(Stored data entries)
◆ ◆ ◆
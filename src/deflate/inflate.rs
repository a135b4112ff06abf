use std::io::{self, Read, Write};

use super::bitstream::BitReader;
use super::error::{DeflateError, Result};
use super::huffman::DecodeTable;

const LENGTH_BASE: [u16; 29] = [
    3, 4, 5, 6, 7, 8, 9, 10, 11, 13, 15, 17, 19, 23, 27, 31, 35, 43, 51, 59, 67, 83, 99, 115, 131,
    163, 195, 227, 258,
];
const LENGTH_EXTRA: [u8; 29] = [
    0, 0, 0, 0, 0, 0, 0, 0, 1, 1, 1, 1, 2, 2, 2, 2, 3, 3, 3, 3, 4, 4, 4, 4, 5, 5, 5, 5, 0,
];
const DIST_BASE: [u16; 30] = [
    1, 2, 3, 4, 5, 7, 9, 13, 17, 25, 33, 49, 65, 97, 129, 193, 257, 385, 513, 769, 1025, 1537,
    2049, 3073, 4097, 6145, 8193, 12289, 16385, 24577,
];
const DIST_EXTRA: [u8; 30] = [
    0, 0, 0, 0, 1, 1, 2, 2, 3, 3, 4, 4, 5, 5, 6, 6, 7, 7, 8, 8, 9, 9, 10, 10, 11, 11, 12, 12, 13,
    13,
];
const CLEN_ORDER: [usize; 19] =
    [16, 17, 18, 0, 8, 7, 9, 6, 10, 5, 11, 4, 12, 3, 13, 2, 14, 1, 15];

fn fixed_literal_lengths() -> Vec<u8> {
    let mut l = vec![0u8; 288];
    for (i, item) in l.iter_mut().enumerate().take(288) {
        *item = match i {
            0..=143 => 8,
            144..=255 => 9,
            256..=279 => 7,
            _ => 8,
        };
    }
    l
}

fn fixed_distance_lengths() -> Vec<u8> {
    vec![5u8; 30]
}

struct Window {
    buf: Vec<u8>,
}

impl Window {
    fn new() -> Self {
        Self { buf: Vec::new() }
    }

    fn push(&mut self, b: u8, out: &mut impl Write) -> io::Result<()> {
        self.buf.push(b);
        out.write_all(&[b])
    }

    fn copy_match(&mut self, dist: usize, len: usize, out: &mut impl Write) -> Result<()> {
        if dist > self.buf.len() {
            return Err(DeflateError::LongDistance);
        }
        let start = self.buf.len() - dist;
        for k in 0..len {
            let b = self.buf[start + k];
            self.buf.push(b);
            out.write_all(&[b]).map_err(|_| DeflateError::ShortBuffer)?;
        }
        Ok(())
    }
}

/// Decompresses a raw DEFLATE stream (RFC 1951, no zlib/gzip wrapper) from
/// `input` into `output`, returning the number of bytes written.
pub fn inflate<R: Read, W: Write>(input: R, mut output: W) -> Result<u64> {
    let mut reader = BitReader::new(input);
    let mut window = Window::new();
    let mut written = 0u64;

    loop {
        let bfinal = reader.read_bits(1).map_err(|_| DeflateError::NotFinished)?;
        let btype = reader.read_bits(2).map_err(|_| DeflateError::NotFinished)?;

        match btype {
            0 => {
                reader.align_to_byte();
                let len_lo = reader.read_aligned_byte().map_err(|_| DeflateError::ShortBuffer)?;
                let len_hi = reader.read_aligned_byte().map_err(|_| DeflateError::ShortBuffer)?;
                let nlen_lo = reader.read_aligned_byte().map_err(|_| DeflateError::ShortBuffer)?;
                let nlen_hi = reader.read_aligned_byte().map_err(|_| DeflateError::ShortBuffer)?;
                let len = u16::from_le_bytes([len_lo, len_hi]);
                let nlen = u16::from_le_bytes([nlen_lo, nlen_hi]);
                if len != !nlen {
                    return Err(DeflateError::BadLenCheck);
                }
                for _ in 0..len {
                    let b = reader.read_aligned_byte().map_err(|_| DeflateError::ShortBuffer)?;
                    window.push(b, &mut output).map_err(|_| DeflateError::ShortBuffer)?;
                    written += 1;
                }
            }
            1 => {
                let lit = DecodeTable::build(&fixed_literal_lengths())?;
                let dist = DecodeTable::build(&fixed_distance_lengths())?;
                written += inflate_block(&mut reader, &lit, &dist, &mut window, &mut output)?;
            }
            2 => {
                let (lit, dist) = read_dynamic_trees(&mut reader)?;
                written += inflate_block(&mut reader, &lit, &dist, &mut window, &mut output)?;
            }
            _ => return Err(DeflateError::BadBlockType),
        }

        if bfinal == 1 {
            break;
        }
    }

    Ok(written)
}

fn read_dynamic_trees<R: Read>(reader: &mut BitReader<R>) -> Result<(DecodeTable, DecodeTable)> {
    let hlit = reader.read_bits(5).map_err(|_| DeflateError::BadSizeCode)? as usize + 257;
    let hdist = reader.read_bits(5).map_err(|_| DeflateError::BadSizeCode)? as usize + 1;
    let hclen = reader.read_bits(4).map_err(|_| DeflateError::BadSizeCode)? as usize + 4;

    if hlit > 286 || hdist > 30 || hclen > 19 {
        return Err(DeflateError::BadSizeCode);
    }

    let mut cl_lengths = [0u8; 19];
    for i in 0..hclen {
        let v = reader.read_bits(3).map_err(|_| DeflateError::BadSizeCode)?;
        cl_lengths[CLEN_ORDER[i]] = v as u8;
    }
    let cl_table = DecodeTable::build(&cl_lengths)?;

    let total = hlit + hdist;
    let mut lengths = Vec::with_capacity(total);
    while lengths.len() < total {
        let peek = reader.peek_bits(cl_table.max_len().max(1)).map_err(|_| DeflateError::BadTrees)?;
        let (sym, consumed) = cl_table.decode(peek)?;
        reader.consume_bits(consumed as u32);

        match sym {
            0..=15 => lengths.push(sym as u8),
            16 => {
                let prev = *lengths.last().ok_or(DeflateError::BadTrees)?;
                let rep = reader.read_bits(2).map_err(|_| DeflateError::BadTrees)? + 3;
                for _ in 0..rep {
                    lengths.push(prev);
                }
            }
            17 => {
                let rep = reader.read_bits(3).map_err(|_| DeflateError::BadTrees)? + 3;
                for _ in 0..rep {
                    lengths.push(0);
                }
            }
            18 => {
                let rep = reader.read_bits(7).map_err(|_| DeflateError::BadTrees)? + 11;
                for _ in 0..rep {
                    lengths.push(0);
                }
            }
            _ => return Err(DeflateError::BadTrees),
        }
    }

    if lengths.len() != total {
        return Err(DeflateError::BadTrees);
    }

    let lit_lengths = &lengths[..hlit];
    let dist_lengths = &lengths[hlit..];

    let lit = DecodeTable::build(lit_lengths)?;
    let dist = DecodeTable::build(dist_lengths)?;
    Ok((lit, dist))
}

fn inflate_block<R: Read, W: Write>(
    reader: &mut BitReader<R>,
    lit: &DecodeTable,
    dist: &DecodeTable,
    window: &mut Window,
    output: &mut W,
) -> Result<u64> {
    let mut written = 0u64;
    loop {
        let peek = reader.peek_bits(lit.max_len().max(1)).map_err(|_| DeflateError::ShortBuffer)?;
        let (sym, consumed) = lit.decode(peek)?;
        reader.consume_bits(consumed as u32);

        match sym {
            0..=255 => {
                window.push(sym as u8, output).map_err(|_| DeflateError::ShortBuffer)?;
                written += 1;
            }
            256 => break,
            257..=285 => {
                let idx = sym as usize - 257;
                if idx >= LENGTH_BASE.len() {
                    return Err(DeflateError::BadHuffmanCode);
                }
                let extra = reader.read_bits(LENGTH_EXTRA[idx] as u32).map_err(|_| DeflateError::ShortBuffer)?;
                let len = LENGTH_BASE[idx] as usize + extra as usize;

                let dpeek = reader.peek_bits(dist.max_len().max(1)).map_err(|_| DeflateError::ShortBuffer)?;
                let (dsym, dconsumed) = dist.decode(dpeek)?;
                reader.consume_bits(dconsumed as u32);
                let didx = dsym as usize;
                if didx >= DIST_BASE.len() {
                    return Err(DeflateError::BadDistCode);
                }
                let dextra = reader.read_bits(DIST_EXTRA[didx] as u32).map_err(|_| DeflateError::ShortBuffer)?;
                let distance = DIST_BASE[didx] as usize + dextra as usize;

                window.copy_match(distance, len, output)?;
                written += len as u64;
            }
            _ => return Err(DeflateError::BadHuffmanCode),
        }
    }
    Ok(written)
}
//! Byte-stream capability traits shared by every connection-shaped resource
//! in the server: TCP sockets, TLS sessions, CGI/FastCGI pipes, upstream
//! proxy connections. Everything above this layer programs against `Read`
//! and `Write` rather than against `mio::net::TcpStream` directly, so the
//! same handler code drives a plaintext or TLS-wrapped connection.

mod async_io;
mod buffered;
mod limit;
mod take_while;

pub use async_io::{write_all as async_write_all, AsyncIo};
pub use buffered::AsyncBufReader;
pub use limit::Limit;
pub use take_while::TakeWhile;

use std::io::{self, Read, Write};

/// Type-erased byte stream, used where a handler needs to hold either a
/// plain `TcpStream` or a TLS session behind one field.
pub trait AnyStream: Read + Write + Send {}
impl<T: Read + Write + Send + ?Sized> AnyStream for T {}

/// The write-side half of §4.K step 5's "flushes and half-closes write" —
/// implemented once for a plain `TcpStream` and once for
/// [`crate::tls::TlsHalf`] so the connection driver can finish either kind
/// of connection through the same call.
pub trait HalfClose {
    fn shutdown_write(&mut self);
}

impl HalfClose for mio::net::TcpStream {
    fn shutdown_write(&mut self) {
        let _ = self.shutdown(std::net::Shutdown::Write);
    }
}

/// Writes the whole buffer, looping over short writes and retrying on
/// `Interrupted`. Mirrors `std::io::Write::write_all` but is kept as a free
/// function so callers working through a `dyn Write` don't need the trait
/// in scope.
pub fn write_all<W: Write + ?Sized>(w: &mut W, mut buf: &[u8]) -> io::Result<()> {
    while !buf.is_empty() {
        match w.write(buf) {
            Ok(0) => {
                return Err(io::Error::new(
                    io::ErrorKind::WriteZero,
                    "failed to write whole buffer",
                ));
            }
            Ok(n) => buf = &buf[n..],
            Err(e) if e.kind() == io::ErrorKind::Interrupted => continue,
            Err(e) => return Err(e),
        }
    }
    Ok(())
}

/// Reads until `buf` is full or the stream reports EOF, returning the
/// number of bytes actually read (which may be less than `buf.len()` on
/// EOF instead of erroring, unlike `Read::read_exact`).
pub fn read_all<R: Read + ?Sized>(r: &mut R, buf: &mut [u8]) -> io::Result<usize> {
    let mut read = 0;
    while read < buf.len() {
        match r.read(&mut buf[read..]) {
            Ok(0) => break,
            Ok(n) => read += n,
            Err(e) if e.kind() == io::ErrorKind::Interrupted => continue,
            Err(e) => return Err(e),
        }
    }
    Ok(read)
}

/// Test-only helper: a connected socket pair pre-loaded with `bytes`, used
/// wherever a unit test needs a real `Source + AsRawFd` stream to build an
/// [`AsyncIo`]/[`AsyncBufReader`] over without standing up a TCP listener.
/// Since the bytes are already buffered in the kernel before the reader
/// ever polls, every read this drives completes immediately and never
/// actually touches the reactor.
#[cfg(test)]
pub fn test_stream_with(bytes: &[u8]) -> AsyncIo<mio::net::UnixStream> {
    use std::io::Write as _;
    use std::net::Shutdown;
    let (a, mut b) = mio::net::UnixStream::pair().expect("socketpair");
    b.write_all(bytes).expect("prime test socket");
    b.shutdown(Shutdown::Write).expect("shutdown test socket");
    AsyncIo::new(a)
}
◆ ◆ ◆
§ REQUIRED ACTION
Among the records above, a stretch begins at the line containing "mod buffered;" and ends at the line containing "kept as a free". Restate that stretch word for word, and nothing else.

§ RESPONSE TO THE EXERCISE
mod buffered;
mod limit;
mod take_while;

pub use async_io::{write_all as async_write_all, AsyncIo};
pub use buffered::AsyncBufReader;
pub use limit::Limit;
pub use take_while::TakeWhile;

use std::io::{self, Read, Write};

/// Type-erased byte stream, used where a handler needs to hold either a
/// plain `TcpStream` or a TLS session behind one field.
pub trait AnyStream: Read + Write + Send {}
impl<T: Read + Write + Send + ?Sized> AnyStream for T {}

/// The write-side half of §4.K step 5's "flushes and half-closes write" —
/// implemented once for a plain `TcpStream` and once for
/// [`crate::tls::TlsHalf`] so the connection driver can finish either kind
/// of connection through the same call.
pub trait HalfClose {
    fn shutdown_write(&mut self);
}

impl HalfClose for mio::net::TcpStream {
    fn shutdown_write(&mut self) {
        let _ = self.shutdown(std::net::Shutdown::Write);
    }
}

/// Writes the whole buffer, looping over short writes and retrying on
/// `Interrupted`. Mirrors `std::io::Write::write_all` but is kept as a free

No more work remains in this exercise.